Suburban Addict - Relapse
So you’ve decided to stop, and are putting your best foot forward. You put in the effort, and formulate a game plan for success. The timeline is set, schedule organized, exercise and diet plan ready, expectations are aligned. Every part of this game plan may be perfect, except for the expectations. When reality does not meet our expectations, is where we often get tripped up. When things don’t go according to plan, and we so closely hold our character accountable for this, it’s a failure since we are the one’s who miscalculated. Maybe it’s not about the perfect game plan though, or how you execute it. Maybe it’s about the plan’s imperfections, and how you handle the subsequent situations. It’s not about backup game plans either, but rather being aware of failure, and more importantly knowing you have a choice to make in those moments.

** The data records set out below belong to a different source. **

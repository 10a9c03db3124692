// Response types for API endpoints

use axum::{
    http::StatusCode,
    response::{IntoResponse, Response},
    Json,
};
use serde::Serialize;

use crate::core::errors::{GateError, ServiceError};

/// Standard success envelope
#[derive(Debug, Serialize)]
pub struct Envelope<T: Serialize> {
    pub success: bool,
    pub data: T,
    #[serde(skip_serializing_if = "Option::is_none")]
    pub message: Option<String>,
}

impl<T: Serialize> Envelope<T> {
    pub fn ok(data: T) -> Self {
        Self {
            success: true,
            data,
            message: None,
        }
    }

    pub fn with_message(data: T, message: impl Into<String>) -> Self {
        Self {
            success: true,
            data,
            message: Some(message.into()),
        }
    }
}

/// Error envelope for authentication and handler failures
#[derive(Debug, Serialize)]
pub struct ErrorResponse {
    pub success: bool,
    pub message: String,
}

/// Bare error body used by the custom-header gate
#[derive(Debug, Serialize)]
pub struct MessageResponse {
    pub message: String,
}

/// Health check response
#[derive(Debug, Serialize)]
pub struct HealthResponse {
    pub status: String,
    pub collections: usize,
}

/// API error type that converts domain errors to HTTP responses
#[derive(Debug)]
pub struct ApiError {
    pub status: StatusCode,
    pub message: String,
}

impl ApiError {
    pub fn new(status: StatusCode, message: impl Into<String>) -> Self {
        Self {
            status,
            message: message.into(),
        }
    }
}

impl IntoResponse for ApiError {
    fn into_response(self) -> Response {
        let body = Json(ErrorResponse {
            success: false,
            message: self.message,
        });
        (self.status, body).into_response()
    }
}

impl From<ServiceError> for ApiError {
    fn from(err: ServiceError) -> Self {
        let status =
            StatusCode::from_u16(err.status_code()).unwrap_or(StatusCode::INTERNAL_SERVER_ERROR);
        ApiError::new(status, err.user_message())
    }
}

impl From<GateError> for ApiError {
    fn from(err: GateError) -> Self {
        let status = StatusCode::from_u16(err.status_code()).unwrap_or(StatusCode::UNAUTHORIZED);
        ApiError::new(status, err.user_message())
    }
}

impl IntoResponse for GateError {
    fn into_response(self) -> Response {
        match self {
            GateError::BadCustomHeader => (
                StatusCode::BAD_REQUEST,
                Json(MessageResponse {
                    message: self.user_message(),
                }),
            )
                .into_response(),
            other => ApiError::from(other).into_response(),
        }
    }
}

There are two areas of withdrawal that lead you to relapse; physical and mental. The physical challenges are more difficult and what we plan most for. This is because they are tangible, and have an immediate impact on you. The more experience you have with the process, the less difficult each time around (relatively). Increased experience in handling physical withdrawals is dangerous. Mainly because as your confidence grows, so does your willingness repeat the process. What we don’t account for however is the mental challenge, simply because it’s the longer and less traveled road. It was the mental challenge that lead you to using in the first place, knowingly or not. So how could you possibly expect to succeed now, when those mental challenges are greater and you have grown weaker?
Looking back on my first relapse, there was no recognition of what lied ahead other than get through the physical withdrawals. From there it was taking life head on to see how I would fair. I faired poorly. At the very first sign of adversity or struggle, I realized the personal reward associated with overcoming it was no longer an option. There was no alternative, nothing to support the transition, no one to express my emotions. In that moment and for many to come, I chose to relapse.